Saved entries
----
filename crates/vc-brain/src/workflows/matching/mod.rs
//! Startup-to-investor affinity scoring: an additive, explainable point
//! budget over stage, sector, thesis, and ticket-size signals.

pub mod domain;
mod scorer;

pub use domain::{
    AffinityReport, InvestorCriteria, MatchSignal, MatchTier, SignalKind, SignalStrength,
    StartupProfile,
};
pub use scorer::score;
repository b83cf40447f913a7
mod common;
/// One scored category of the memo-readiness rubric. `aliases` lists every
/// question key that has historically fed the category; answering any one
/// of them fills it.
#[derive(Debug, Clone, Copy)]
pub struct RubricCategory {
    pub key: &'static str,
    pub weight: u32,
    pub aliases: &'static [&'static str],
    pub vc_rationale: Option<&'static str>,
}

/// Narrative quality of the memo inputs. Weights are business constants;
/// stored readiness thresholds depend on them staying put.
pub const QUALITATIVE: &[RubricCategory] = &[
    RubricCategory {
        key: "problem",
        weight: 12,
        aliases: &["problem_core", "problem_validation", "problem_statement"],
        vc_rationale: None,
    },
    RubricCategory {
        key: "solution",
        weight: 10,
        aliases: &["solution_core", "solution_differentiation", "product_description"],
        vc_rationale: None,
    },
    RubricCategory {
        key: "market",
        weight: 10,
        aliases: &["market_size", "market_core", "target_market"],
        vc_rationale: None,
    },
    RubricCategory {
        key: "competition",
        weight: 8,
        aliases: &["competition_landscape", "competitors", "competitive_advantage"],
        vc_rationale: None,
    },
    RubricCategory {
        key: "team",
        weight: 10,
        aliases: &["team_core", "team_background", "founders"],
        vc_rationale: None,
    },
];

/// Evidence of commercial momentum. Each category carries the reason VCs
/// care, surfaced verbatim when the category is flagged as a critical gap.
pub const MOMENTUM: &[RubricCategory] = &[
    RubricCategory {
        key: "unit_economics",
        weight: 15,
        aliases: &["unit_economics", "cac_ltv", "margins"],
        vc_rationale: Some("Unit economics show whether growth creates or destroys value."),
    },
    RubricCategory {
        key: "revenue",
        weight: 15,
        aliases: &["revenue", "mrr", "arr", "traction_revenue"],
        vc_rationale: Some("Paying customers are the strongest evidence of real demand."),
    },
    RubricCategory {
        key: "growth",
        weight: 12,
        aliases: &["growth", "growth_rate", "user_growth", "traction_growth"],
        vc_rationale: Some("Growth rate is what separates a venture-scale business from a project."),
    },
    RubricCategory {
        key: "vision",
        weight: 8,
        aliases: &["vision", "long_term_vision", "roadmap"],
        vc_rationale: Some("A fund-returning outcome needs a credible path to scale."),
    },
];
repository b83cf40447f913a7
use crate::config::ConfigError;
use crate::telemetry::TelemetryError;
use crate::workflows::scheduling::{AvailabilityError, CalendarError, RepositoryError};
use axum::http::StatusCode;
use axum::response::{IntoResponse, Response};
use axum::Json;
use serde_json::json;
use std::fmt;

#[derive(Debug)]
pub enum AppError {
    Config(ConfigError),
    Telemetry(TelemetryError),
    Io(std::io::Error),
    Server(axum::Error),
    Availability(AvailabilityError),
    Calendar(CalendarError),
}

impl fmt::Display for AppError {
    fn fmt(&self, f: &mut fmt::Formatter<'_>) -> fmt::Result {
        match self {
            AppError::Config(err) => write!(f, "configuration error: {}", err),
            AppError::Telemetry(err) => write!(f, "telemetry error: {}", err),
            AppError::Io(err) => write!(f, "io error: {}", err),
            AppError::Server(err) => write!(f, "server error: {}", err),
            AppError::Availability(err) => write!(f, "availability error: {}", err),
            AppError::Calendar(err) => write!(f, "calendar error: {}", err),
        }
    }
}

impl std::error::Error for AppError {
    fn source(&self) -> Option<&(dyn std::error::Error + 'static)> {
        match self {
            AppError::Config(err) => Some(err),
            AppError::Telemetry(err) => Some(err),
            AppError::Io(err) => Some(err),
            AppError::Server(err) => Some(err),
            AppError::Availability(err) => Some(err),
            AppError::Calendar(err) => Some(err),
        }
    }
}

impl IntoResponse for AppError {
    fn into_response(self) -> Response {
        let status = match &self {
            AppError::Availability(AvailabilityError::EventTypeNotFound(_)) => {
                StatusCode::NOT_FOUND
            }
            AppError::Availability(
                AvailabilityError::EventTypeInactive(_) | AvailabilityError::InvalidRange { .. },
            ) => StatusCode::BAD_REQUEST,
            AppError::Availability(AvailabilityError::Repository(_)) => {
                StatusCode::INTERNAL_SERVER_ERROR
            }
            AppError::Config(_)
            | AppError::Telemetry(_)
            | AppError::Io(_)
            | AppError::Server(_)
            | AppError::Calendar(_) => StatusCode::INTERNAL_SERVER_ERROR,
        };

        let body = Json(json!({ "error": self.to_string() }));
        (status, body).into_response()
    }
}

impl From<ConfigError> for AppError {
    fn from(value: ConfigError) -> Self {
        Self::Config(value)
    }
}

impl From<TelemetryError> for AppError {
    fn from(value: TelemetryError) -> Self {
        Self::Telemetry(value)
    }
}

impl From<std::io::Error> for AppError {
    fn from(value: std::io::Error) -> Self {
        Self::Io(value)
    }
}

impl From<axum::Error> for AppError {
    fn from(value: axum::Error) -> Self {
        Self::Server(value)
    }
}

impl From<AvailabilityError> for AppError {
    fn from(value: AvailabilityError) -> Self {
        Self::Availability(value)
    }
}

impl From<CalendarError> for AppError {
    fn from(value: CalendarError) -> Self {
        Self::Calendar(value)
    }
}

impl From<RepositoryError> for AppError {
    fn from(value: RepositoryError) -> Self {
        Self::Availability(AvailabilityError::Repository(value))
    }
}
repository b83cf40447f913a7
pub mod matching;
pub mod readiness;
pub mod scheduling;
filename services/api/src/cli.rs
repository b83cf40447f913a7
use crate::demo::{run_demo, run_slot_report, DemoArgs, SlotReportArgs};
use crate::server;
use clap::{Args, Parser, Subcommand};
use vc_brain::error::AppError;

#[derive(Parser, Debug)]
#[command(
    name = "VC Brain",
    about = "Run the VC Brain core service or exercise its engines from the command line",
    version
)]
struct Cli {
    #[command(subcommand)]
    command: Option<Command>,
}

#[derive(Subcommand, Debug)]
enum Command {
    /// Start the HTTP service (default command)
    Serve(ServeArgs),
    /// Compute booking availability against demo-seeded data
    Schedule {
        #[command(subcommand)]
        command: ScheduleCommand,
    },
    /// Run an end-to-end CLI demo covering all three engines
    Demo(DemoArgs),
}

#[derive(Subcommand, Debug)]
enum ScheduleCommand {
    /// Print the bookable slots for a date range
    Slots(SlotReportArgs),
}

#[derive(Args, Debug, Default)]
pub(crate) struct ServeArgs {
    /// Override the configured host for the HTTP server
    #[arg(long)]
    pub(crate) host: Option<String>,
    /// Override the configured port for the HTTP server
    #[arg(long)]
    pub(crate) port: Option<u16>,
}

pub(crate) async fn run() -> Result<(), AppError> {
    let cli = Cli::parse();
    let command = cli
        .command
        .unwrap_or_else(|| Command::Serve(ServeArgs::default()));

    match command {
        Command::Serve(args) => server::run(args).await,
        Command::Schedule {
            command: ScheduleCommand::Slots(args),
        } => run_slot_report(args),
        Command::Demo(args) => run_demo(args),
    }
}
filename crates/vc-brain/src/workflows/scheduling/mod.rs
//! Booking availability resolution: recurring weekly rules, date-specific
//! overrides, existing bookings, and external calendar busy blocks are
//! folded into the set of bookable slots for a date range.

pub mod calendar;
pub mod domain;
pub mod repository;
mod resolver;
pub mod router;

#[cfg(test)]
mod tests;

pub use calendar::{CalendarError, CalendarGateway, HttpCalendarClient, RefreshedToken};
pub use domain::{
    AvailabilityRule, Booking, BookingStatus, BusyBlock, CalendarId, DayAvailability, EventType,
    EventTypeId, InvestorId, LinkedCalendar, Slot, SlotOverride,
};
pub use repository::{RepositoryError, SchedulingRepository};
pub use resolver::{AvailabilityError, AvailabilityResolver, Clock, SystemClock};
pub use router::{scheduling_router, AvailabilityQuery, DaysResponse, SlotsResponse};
----
■ **What you need to do**: Answer with one number only, the count of lines in the entries above that hold the string "resolver".

■ **Solution for this problem**: 2